David Goldman, vice president of Philadelphia Rapid Transit, explains how the popular appeal of this color involves current trends in street wear, which emphasize dark neutrals and feature army green as a black alternative. “While black has always been a highly versatile neutral,” he says, “army green – which urban hipsters have brought into the limelight – can function very similarly.” Not only is army green an ideal choice for logos and embellishments, it conveys many qualities as a muted hue in street wear. “A subdued palette stresses a resourceful, functional and tough attitude that flashy or bright colors can’t transmit,” Goldman says. 


Making the Gradient 

GRADIENT DESIGNS HAVE infiltrated not just high fashion by the likes of Emilio Pucci and Fendi, but also sportswear retailers such as Nike and Puma. Creating visual interest and introducing colors in “layers” as they make their way across a garment, gradient patterning is definitely enjoying its heyday.

“Gradient design takes advantage of the modern printing and manufacturing processes that have become available in the last two or three years,” says Jason Neve, art department director for Board- room Eco Apparel. “Advances in textile manufacturing, digital printing, sublimation printing and color management have made it possible to dye fabrics in any color or pattern in significantly lower batches and at a lower cost.”

“It’s something different from the solids and stripes that have dominated corporate apparel over the years,” says Kevin Giron of Driving Impressions.


Zig When Others Zag

ORIGINALLY MADE POPULAR by the fashion house Missoni in the late 1950s, zigzag patterning has reemerged as a forerunning apparel trend this season. The latest collections from The Row and Marc Jacobs, along with numerous retail stores, are paying homage to this enduring design, which are also known as chevrons.

Kristen Morrison, creative director and front- end developer for eReach Consulting, takes note of the zigzag’s current popularity. “Chevron patterning has become so popular that it appears across multiple industries and economic markets,” she says on eReach’s website. Missoni’s recent Target campaign, for which the Italian fashion house designed a line of clothing, put the trend back into the spotlight. The line completely sold out within 24 hours and crashed Target’s website repeatedly. Moreover, it inspired a wave of “chevron madness” from other retailers like Forever 21 and spread the pattern into many areas beyond fashion. 

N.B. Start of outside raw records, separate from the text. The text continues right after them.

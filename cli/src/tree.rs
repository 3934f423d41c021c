//! Versioned source-tree discovery
//!
//! The OS project keeps one directory per released version:
//! `src/asm/vX.Y/` for the assembler and `src/os/vX.Y/` for the OS, with the
//! built floppy images under `disks/`.

use anyhow::{bail, Context, Result};
use floppyforge_disk::VersionInfo;
use log::debug;
use std::fs;
use std::path::{Path, PathBuf};

const ASM_DIR: &str = "asm";
const OS_DIR: &str = "os";

/// Source tree of the OS project.
pub struct SourceTree {
    root: PathBuf,
    asm_dir: PathBuf,
    os_dir: PathBuf,
}

impl SourceTree {
    /// Opens the tree rooted at `root` (no disk access yet).
    pub fn new(root: impl Into<PathBuf>) -> Self {
        let root = root.into();
        let src = root.join("src");
        Self {
            asm_dir: src.join(ASM_DIR),
            os_dir: src.join(OS_DIR),
            root,
        }
    }

    /// Default floppy image location inside the tree.
    pub fn floppy_image(&self) -> PathBuf {
        self.root.join("disks").join("os.vfd")
    }

    /// Assembler versions present in the tree, oldest first.
    pub fn asm_versions(&self) -> Result<Vec<VersionInfo>> {
        versioned_directories(&self.asm_dir)
    }

    /// OS versions present in the tree, oldest first.
    pub fn os_versions(&self) -> Result<Vec<VersionInfo>> {
        versioned_directories(&self.os_dir)
    }

    /// Path of the assembler binary for `version`.
    pub fn assembler_bin(&self, version: VersionInfo) -> PathBuf {
        self.asm_file(version, "asm.bin")
    }

    /// Path of `file_name` in the given assembler version directory.
    pub fn asm_file(&self, version: VersionInfo, file_name: &str) -> PathBuf {
        self.asm_dir.join(version.to_string()).join(file_name)
    }

    /// Path of `file_name` in the given OS version directory.
    pub fn os_file(&self, version: VersionInfo, file_name: &str) -> PathBuf {
        self.os_dir.join(version.to_string()).join(file_name)
    }
}

fn versioned_directories(dir: &Path) -> Result<Vec<VersionInfo>> {
    let entries = fs::read_dir(dir)
        .with_context(|| format!("cannot list version directories under '{}'", dir.display()))?;

    let mut versions = Vec::new();
    for entry in entries {
        let entry = entry?;
        if !entry.file_type()?.is_dir() {
            continue;
        }
        if let Some(version) = VersionInfo::try_parse(&entry.file_name().to_string_lossy()) {
            versions.push(version);
        }
    }

    versions.sort();
    debug!("found {} version directories under {}", versions.len(), dir.display());
    Ok(versions)
}

/// Resolved binary inputs for one floppy build.
#[derive(Debug)]
pub struct BuildPaths {
    /// Assembler binary for the requested version
    pub assembler_bin: PathBuf,
    /// Boot-sector binary for the requested OS version
    pub boot_bin: PathBuf,
    /// Kernel binary for the requested OS version
    pub kernel_bin: PathBuf,
    /// The requested OS version directory
    pub os_dir: PathBuf,
}

/// Resolves the assembler and OS files under a source directory that holds
/// `asm` and `os` version subdirectories.
pub fn resolve_build_paths(
    src_dir: &Path,
    asm_version: &str,
    os_version: &str,
) -> Result<BuildPaths> {
    let asm_version = VersionInfo::parse(asm_version)?;
    let os_version = VersionInfo::parse(os_version)?;

    let asm_dir = src_dir.join(ASM_DIR).join(asm_version.to_string());
    let os_dir = src_dir.join(OS_DIR).join(os_version.to_string());

    Ok(BuildPaths {
        assembler_bin: asm_dir.join("asm.bin"),
        boot_bin: os_dir.join("boot.bin"),
        kernel_bin: os_dir.join("kernel.bin"),
        os_dir,
    })
}

/// Walks up from the current directory to the first directory containing
/// both `src/asm` and `src/os`.
pub fn find_root_dir() -> Result<PathBuf> {
    let mut dir = std::env::current_dir()?;
    loop {
        if dir.join("src").join(ASM_DIR).is_dir() && dir.join("src").join(OS_DIR).is_dir() {
            return Ok(dir);
        }
        if !dir.pop() {
            bail!("could not find a source tree containing 'src/asm' and 'src/os' above the current directory");
        }
    }
}
//! Raw image primitives: blank-disk creation and bounded block copies

use crate::error::{DiskError, Result};
use log::debug;
use std::fs::{self, File, OpenOptions};
use std::io::{ErrorKind, Read, Seek, SeekFrom, Write};
use std::path::{Path, PathBuf};

/// Chunk size for buffered copies
const BUFFER_SIZE: usize = 4096;

/// Creates a zero-filled file of exactly `size_in_bytes` bytes at `out_path`,
/// replacing whatever existed there.
///
/// The parent directory is created if needed, and the zeros are written in
/// bounded chunks rather than allocated up front.
pub fn create_blank_disk(out_path: &Path, size_in_bytes: u64) -> Result<()> {
    if let Some(parent) = out_path.parent() {
        if !parent.as_os_str().is_empty() {
            fs::create_dir_all(parent)?;
        }
    }

    let mut out = File::create(out_path)?;
    let buffer = [0u8; BUFFER_SIZE];
    let mut remaining = size_in_bytes;
    while remaining > 0 {
        let count = remaining.min(BUFFER_SIZE as u64) as usize;
        out.write_all(&buffer[..count])?;
        remaining -= count as u64;
    }

    debug!("created blank disk {} ({size_in_bytes} bytes)", out_path.display());
    Ok(())
}

/// Parameters for one bounded block copy between two files.
#[derive(Debug, Clone)]
pub struct CopyRequest {
    /// File to read from
    pub source: PathBuf,

    /// File to write into (created if missing, never truncated)
    pub dest: PathBuf,

    /// Offset into `source` from which to start copying
    pub source_offset: u64,

    /// Maximum number of bytes to copy; `None` copies through to EOF
    pub max_length: Option<u64>,

    /// Offset into `dest` at which to start writing
    pub dest_offset: u64,
}

impl CopyRequest {
    /// Requests copying the whole of `source` onto the start of `dest`.
    pub fn new(source: impl Into<PathBuf>, dest: impl Into<PathBuf>) -> Self {
        Self {
            source: source.into(),
            dest: dest.into(),
            source_offset: 0,
            max_length: None,
            dest_offset: 0,
        }
    }
}

/// Copies a block of data from the source file into the destination file,
/// returning the number of bytes copied.
///
/// Reads 4096-byte chunks starting at `source_offset` and writes them at the
/// corresponding destination position until `max_length` bytes have been
/// copied or the source is exhausted. Bytes of `dest` outside the written
/// region are untouched. Both files are closed on every exit path.
///
/// # Errors
///
/// - [`DiskError::NotFound`] when the source file does not exist
/// - [`DiskError::CopyMismatch`] when a chunk's write count differs from its
///   read count (a partial write the OS can legally return; never retried)
pub fn copy_block(request: &CopyRequest) -> Result<u64> {
    let mut source = open_for_read(&request.source)?;
    let mut dest = open_for_write(&request.dest)?;

    source.seek(SeekFrom::Start(request.source_offset))?;
    dest.seek(SeekFrom::Start(request.dest_offset))?;

    let limit = request.max_length.unwrap_or(u64::MAX);
    let mut buffer = [0u8; BUFFER_SIZE];
    let mut total_copied: u64 = 0;

    loop {
        let chunk = limit.saturating_sub(total_copied).min(BUFFER_SIZE as u64) as usize;
        if chunk == 0 {
            break;
        }

        let read = source.read(&mut buffer[..chunk])?;
        if read == 0 {
            break;
        }

        let written = dest.write(&buffer[..read])?;
        if written != read {
            return Err(DiskError::CopyMismatch { read, written });
        }

        total_copied += read as u64;
    }

    debug!(
        "copied {total_copied} bytes from {} to {}",
        request.source.display(),
        request.dest.display()
    );
    Ok(total_copied)
}

fn open_for_read(path: &Path) -> Result<File> {
    File::open(path).map_err(|err| match err.kind() {
        ErrorKind::NotFound => DiskError::NotFound {
            path: path.to_path_buf(),
        },
        _ => DiskError::Io(err),
    })
}

fn open_for_write(path: &Path) -> Result<File> {
    let file = OpenOptions::new()
        .read(true)
        .write(true)
        .create(true)
        .open(path)?;
    Ok(file)
}
impl Acquirer {
    pub fn new(manifest: ChecksumManifest, output_dir: impl Into<PathBuf>, options: AcquireOptions) -> Self {
        Self {
            manifest,
            output_dir: output_dir.into(),
            options,
        }
    }

    pub fn manifest(&self) -> &ChecksumManifest {
        &self.manifest
    }

    pub fn paths(&self, scenario: &str) -> ScenarioPaths {
        ScenarioPaths::new(&self.output_dir, scenario, &self.options)
    }

    /// Make `<out>/<scenario>.h5` available and return its path.
    pub fn acquire(&self, scenario: &str, password: &str) -> Result<PathBuf, AcquireError> {
        let expected = self
            .manifest
            .expected(scenario)
            .ok_or_else(|| AcquireError::UnknownScenario(scenario.to_string()))?;
        let paths = self.paths(scenario);

        if paths.h5.exists() && !self.options.overwrite {
            if !self.options.verify {
                warn!("Skipping SHA-256 check of existing {}", paths.h5.display());
                return Ok(paths.h5);
            }
            match verify_file(&paths.h5, expected) {
                Ok(()) => {
                    info!("{} already present and verified", paths.h5.display());
                    return Ok(paths.h5);
                }
                Err(AcquireError::IntegrityMismatch { actual, .. }) => {
                    warn!(
                        "Existing {} has SHA-256 {}; acquiring it again",
                        paths.h5.display(),
                        actual
                    );
                }
                Err(e) => return Err(e),
            }
        }

        fs::create_dir_all(&paths.tmp_dir).map_err(io_error(&paths.tmp_dir))?;

        let reused = paths.encrypted.exists() && !self.options.overwrite;
        if reused {
            info!("Reusing previously downloaded {}", paths.encrypted.display());
        } else {
            download(&paths.url, &paths.encrypted)?;
        }

        if !paths.archive.exists() || self.options.overwrite {
            match decrypt_file(&paths.encrypted, password, &paths.archive) {
                Ok(()) => {}
                // A leftover download may be damaged; fetch it once more.
                Err(e) if reused => {
                    warn!("{}; downloading {} again", e, paths.encrypted.display());
                    fs::remove_file(&paths.encrypted).map_err(io_error(&paths.encrypted))?;
                    download(&paths.url, &paths.encrypted)?;
                    decrypt_file(&paths.encrypted, password, &paths.archive)?;
                }
                Err(e) => return Err(e),
            }
        } else {
            info!("Reusing previously decrypted {}", paths.archive.display());
        }

        let h5 = extract_member(&paths.archive, &self.output_dir, &paths.member)?;

        if self.options.verify {
            verify_file(&h5, expected)?;
        } else {
            warn!("Skipping SHA-256 check of {}", h5.display());
        }

        if self.options.cleanup {
            self.cleanup(&paths)?;
        }
        Ok(h5)
    }

    fn cleanup(&self, paths: &ScenarioPaths) -> Result<(), AcquireError> {
        for file in [&paths.encrypted, &paths.archive] {
            if file.exists() {
                fs::remove_file(file).map_err(io_error(file))?;
            }
        }
        // Other scenarios may still have temporaries in the directory.
        if let Err(e) = fs::remove_dir(&paths.tmp_dir) {
            debug!("keeping {}: {}", paths.tmp_dir.display(), e);
        }
        Ok(())
    }
}

#[cfg(test)]
mod tests {
    use super::*;

    const ABC_SHA256: &str = "ba7816bf8f01cfea414140de5dae2223b00361a396177a9cb410ff61f20015ad";

    fn manifest_for(scenario: &str, hash: &str) -> ChecksumManifest {
        ChecksumManifest::parse(&format!("{}  {}.h5\n", hash, scenario)).unwrap()
    }

    fn offline_options() -> AcquireOptions {
        AcquireOptions {
            server: "http://127.0.0.1:9".to_string(),
            ..AcquireOptions::default()
        }
    }

    #[test]
    fn sha256_of_known_content() {
        let dir = tempfile::tempdir().unwrap();
        let path = dir.path().join("abc.bin");
        fs::write(&path, b"abc").unwrap();
        assert_eq!(sha256_file(&path).unwrap(), ABC_SHA256);
    }

    #[test]
    fn manifest_lists_scenarios() {
        let text = format!(
            "{}  1_sinwave.h5\n\n{}  2_circle.h5\n",
            ABC_SHA256,
            ABC_SHA256.to_uppercase()
        );
        let manifest = ChecksumManifest::parse(&text).unwrap();
        assert_eq!(manifest.len(), 2);
        assert_eq!(manifest.scenarios(), vec!["1_sinwave", "2_circle"]);
        assert_eq!(manifest.expected("2_circle"), Some(ABC_SHA256));
        assert_eq!(manifest.expected("3_missing"), None);
    }

    #[test]
    fn manifest_rejects_malformed_lines() {
        let err = ChecksumManifest::parse("deadbeef  x.h5\n").unwrap_err();
        assert!(matches!(err, AcquireError::Manifest { line: 1, .. }));

        let err = ChecksumManifest::parse(&format!("{}  a.h5\n{} b.h5\n", ABC_SHA256, ABC_SHA256)).unwrap_err();
        assert!(matches!(err, AcquireError::Manifest { line: 2, .. }));
    }

    #[test]
    fn scenario_paths_follow_server_layout() {
        let paths = ScenarioPaths::new(Path::new("/data"), "1_sinwave", &AcquireOptions::default());
        assert_eq!(
            paths.url,
            "https://ftp.tu-ilmenau.de/hpc-private/ems1/test1/1_sinwave.tar.bz2"
        );
        assert_eq!(paths.encrypted, Path::new("/data/.tmp/1_sinwave.tar.bz2.encrypted"));
        assert_eq!(paths.archive, Path::new("/data/.tmp/1_sinwave.tar.bz2"));
        assert_eq!(paths.h5, Path::new("/data/1_sinwave.h5"));
        assert_eq!(paths.member, "1_sinwave.h5");
    }

    #[test]
    fn verify_reports_both_hashes() {
        let dir = tempfile::tempdir().unwrap();
        let path = dir.path().join("s.h5");
        fs::write(&path, b"abd").unwrap();
        match verify_file(&path, ABC_SHA256) {
            Err(AcquireError::IntegrityMismatch { expected, actual, .. }) => {
                assert_eq!(expected, ABC_SHA256);
                assert_ne!(actual, ABC_SHA256);
            }
            other => panic!("unexpected result: {:?}", other),
        }
    }

    #[test]
    fn verified_file_is_returned_without_network() {
        let dir = tempfile::tempdir().unwrap();
        fs::write(dir.path().join("1_sinwave.h5"), b"abc").unwrap();
        let acquirer = Acquirer::new(manifest_for("1_sinwave", ABC_SHA256), dir.path(), offline_options());

        let path = acquirer.acquire("1_sinwave", "unused").unwrap();
        assert_eq!(path, dir.path().join("1_sinwave.h5"));
        assert!(!dir.path().join(".tmp").exists());
    }

    #[test]
    fn corrupt_file_triggers_new_download() {
        let dir = tempfile::tempdir().unwrap();
        fs::write(dir.path().join("1_sinwave.h5"), b"abd").unwrap();
        let acquirer = Acquirer::new(manifest_for("1_sinwave", ABC_SHA256), dir.path(), offline_options());

        let err = acquirer.acquire("1_sinwave", "unused").unwrap_err();
        assert!(matches!(err, AcquireError::Network(_)), "{:?}", err);
    }

    #[test]
    fn unverified_existing_file_is_accepted() {
        let dir = tempfile::tempdir().unwrap();
        fs::write(dir.path().join("1_sinwave.h5"), b"anything").unwrap();
        let options = AcquireOptions {
            verify: false,
            ..offline_options()
        };
        let acquirer = Acquirer::new(manifest_for("1_sinwave", ABC_SHA256), dir.path(), options);
        assert!(acquirer.acquire("1_sinwave", "unused").is_ok());
    }

    #[test]
    fn unknown_scenario_is_rejected_first() {
        let dir = tempfile::tempdir().unwrap();
        let acquirer = Acquirer::new(manifest_for("1_sinwave", ABC_SHA256), dir.path(), offline_options());
        assert!(matches!(
            acquirer.acquire("9_other", "pw"),
            Err(AcquireError::UnknownScenario(ref s)) if s == "9_other"
        ));
    }

    #[test]
    fn decrypting_missing_input_fails() {
        let dir = tempfile::tempdir().unwrap();
        let err = decrypt_file(&dir.path().join("none.encrypted"), "pw", &dir.path().join("out.tar.bz2"))
            .unwrap_err();
        assert!(matches!(err, AcquireError::Decryption(_)));
        assert!(!dir.path().join("out.tar.bz2").exists());
    }

    #[test]
    fn damaged_leftover_download_is_fetched_again() {
        let dir = tempfile::tempdir().unwrap();
        let acquirer = Acquirer::new(manifest_for("1_sinwave", ABC_SHA256), dir.path(), offline_options());
        let paths = acquirer.paths("1_sinwave");
        fs::create_dir_all(&paths.tmp_dir).unwrap();
        fs::write(&paths.encrypted, b"junk!").unwrap();

        for _ in 0..2 {
            let err = acquirer.acquire("1_sinwave", "pw").unwrap_err();
            assert!(matches!(err, AcquireError::Network(_)), "{:?}", err);
            assert!(!paths.encrypted.exists());
            assert!(!part_path(&paths.encrypted).exists());
        }
        assert!(!paths.archive.exists());
    }

    #[test]
    fn partial_downloads_use_a_side_name() {
        let out = Path::new("/data/.tmp/1_sinwave.tar.bz2.encrypted");
        assert_eq!(part_path(out), Path::new("/data/.tmp/1_sinwave.tar.bz2.encrypted.part"));
    }

    #[test]
    fn decrypting_junk_leaves_no_output() {
        let dir = tempfile::tempdir().unwrap();
        let input = dir.path().join("junk.encrypted");
        fs::write(&input, b"junk!").unwrap();
        let out = dir.path().join("out.tar.bz2");

        let err = decrypt_file(&input, "pw", &out).unwrap_err();
        assert!(matches!(err, AcquireError::Decryption(_)));
        assert!(!out.exists());
    }

    #[test]
    fn extracting_missing_archive_fails() {
        let dir = tempfile::tempdir().unwrap();
        let err = extract_member(&dir.path().join("none.tar.bz2"), dir.path(), "x.h5").unwrap_err();
        assert!(matches!(err, AcquireError::Extraction(_)));
    }
}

Mint - Fresh Breath and Fresh Styles

STIMULATING AND REVITALIZING, mint green is making a smash appearance in high-end fashion this summer, from 1960s-style dresses hailing from Peter Pilotto and Ralph Lauren to Carven’s innovative camouflage prints. Mint is a fresh and upbeat hue that looks stunning with neutrals and combines perfectly with other light colors, such as pink and yellow. Pantone’s current trendy rendition of mint, hemlock, offers a sagey take on this soft yet resplendent hue.

Charlie McGuinness, national sales manager for Weatherproof, labels mint as an ideal warm-weather apparel hue. “Mint green is a soft and soothing yet refreshing color,” he says. “It reminds one of springtime.” He feels mint could definitely benefit from being showcased more often in the promotional arena, even for men. “Mint is very underutilized from an apparel standpoint,” he says, “which is odd, as it’s only subtly feminine and very elegant.”

One of the reasons mint has become so popular recently is because of the season’s heightened focus on pastels. Pastels are wonderful to implement into any promotional program, as they generally lend apparel of all types a certain versatility, softening silhouettes and providing clients and end-users with more garment choices.